* Problem requirements
Set down a word-for-word copy of the data below, limited to the lines from the first through the line with "use web_sys::Document;".

======== Available records

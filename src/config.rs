//! Page hooks the scripts bind to.
//!
//! Defaults match the site templates. A page may override any subset by
//! embedding `<script type="application/json" id="charon-config">`.

use crate::error::Result;
use serde::Deserialize;
use web_sys::Document;

pub const CONFIG_ELEMENT_ID: &str = "charon-config";

#[derive(Clone, Debug, Deserialize, PartialEq, Eq)]
#[serde(default)]
pub struct SiteConfig {
    pub gallery_selector: String,
    pub caption_attribute: String,
    pub nav_toggle_selector: String,
    pub nav_links_selector: String,
    pub theme_toggle_selector: String,
    pub theme_storage_key: String,
    pub theme_attribute: String,
    pub confirm_attribute: String,
    /// Shared by the nav panel and the lightbox overlay.
    pub active_class: String,
    /// Base class of the overlay; controls are `{prefix}-close` and so on.
    pub lightbox_class: String,
}

impl Default for SiteConfig {
    fn default() -> Self {
        Self {
            gallery_selector: ".gallery-images img".to_string(),
            caption_attribute: "data-caption".to_string(),
            nav_toggle_selector: ".nav-toggle".to_string(),
            nav_links_selector: ".nav-links".to_string(),
            theme_toggle_selector: ".theme-toggle".to_string(),
            theme_storage_key: "charon-theme".to_string(),
            theme_attribute: "data-theme".to_string(),
            confirm_attribute: "data-confirm".to_string(),
            active_class: "active".to_string(),
            lightbox_class: "lightbox".to_string(),
        }
    }
}

impl SiteConfig {
    pub fn from_json(json: &str) -> Result<Self> {
        Ok(serde_json::from_str(json)?)
    }

    /// Reads the embedded override, falling back to defaults when it is
    /// absent or malformed.
    pub fn load(document: &Document) -> Self {
        let Some(raw) = document
            .get_element_by_id(CONFIG_ELEMENT_ID)
            .and_then(|el| el.text_content())
        else {
            return Self::default();
        };

        match Self::from_json(&raw) {
            Ok(config) => {
                log::debug!("loaded site config from #{CONFIG_ELEMENT_ID}");
                config
            }
            Err(err) => {
                log::warn!("{err}; using defaults");
                Self::default()
            }
        }
    }

    pub fn confirm_selector(&self) -> String {
        format!("[{}]", self.confirm_attribute)
    }
}

#[cfg(test)]
mod tests {
    use super::*;
    use crate::error::UiError;

    #[test]
    fn defaults_match_templates() {
        let config = SiteConfig::default();
        assert_eq!(config.gallery_selector, ".gallery-images img");
        assert_eq!(config.caption_attribute, "data-caption");
        assert_eq!(config.theme_storage_key, "charon-theme");
        assert_eq!(config.active_class, "active");
        assert_eq!(config.lightbox_class, "lightbox");
    }

    #[test]
    fn lightbox_classes_follow_overrides() {
        let config = SiteConfig::from_json(
            r#"{ "active_class": "is-open", "lightbox_class": "viewer" }"#,
        )
        .unwrap();
        assert_eq!(config.lightbox_class, "viewer");
        assert_eq!(config.active_class, "is-open");
        assert_eq!(config.nav_links_selector, ".nav-links");
    }

    #[test]
    fn empty_object_is_default() {
        assert_eq!(SiteConfig::from_json("{}").unwrap(), SiteConfig::default());
    }

    #[test]
    fn partial_override_keeps_other_defaults() {
        let config = SiteConfig::from_json(
            r#"{ "gallery_selector": ".photos img", "theme_storage_key": "k" }"#,
        )
        .unwrap();
        assert_eq!(config.gallery_selector, ".photos img");
        assert_eq!(config.theme_storage_key, "k");
        assert_eq!(config.nav_toggle_selector, ".nav-toggle");
        assert_eq!(config.confirm_attribute, "data-confirm");
    }

    #[test]
    fn unknown_fields_are_ignored() {
        let config = SiteConfig::from_json(r#"{ "unused": 1 }"#).unwrap();
        assert_eq!(config, SiteConfig::default());
    }

    #[test]
    fn malformed_json_is_config_error() {
        let err = SiteConfig::from_json("{ not json").unwrap_err();
        assert!(matches!(err, UiError::Config(_)));
    }

    #[test]
    fn wrong_field_type_is_config_error() {
        let err = SiteConfig::from_json(r#"{ "active_class": 3 }"#).unwrap_err();
        assert!(matches!(err, UiError::Config(_)));
    }

    #[test]
    fn confirm_selector_wraps_attribute() {
        let mut config = SiteConfig::default();
        assert_eq!(config.confirm_selector(), "[data-confirm]");
        config.confirm_attribute = "data-ask".to_string();
        assert_eq!(config.confirm_selector(), "[data-ask]");
    }
}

================

* Solution below
filename src/config.rs
//! Page hooks the scripts bind to.
//!
//! Defaults match the site templates. A page may override any subset by
//! embedding `<script type="application/json" id="charon-config">`.

use crate::error::Result;
use serde::Deserialize;
use web_sys::Document;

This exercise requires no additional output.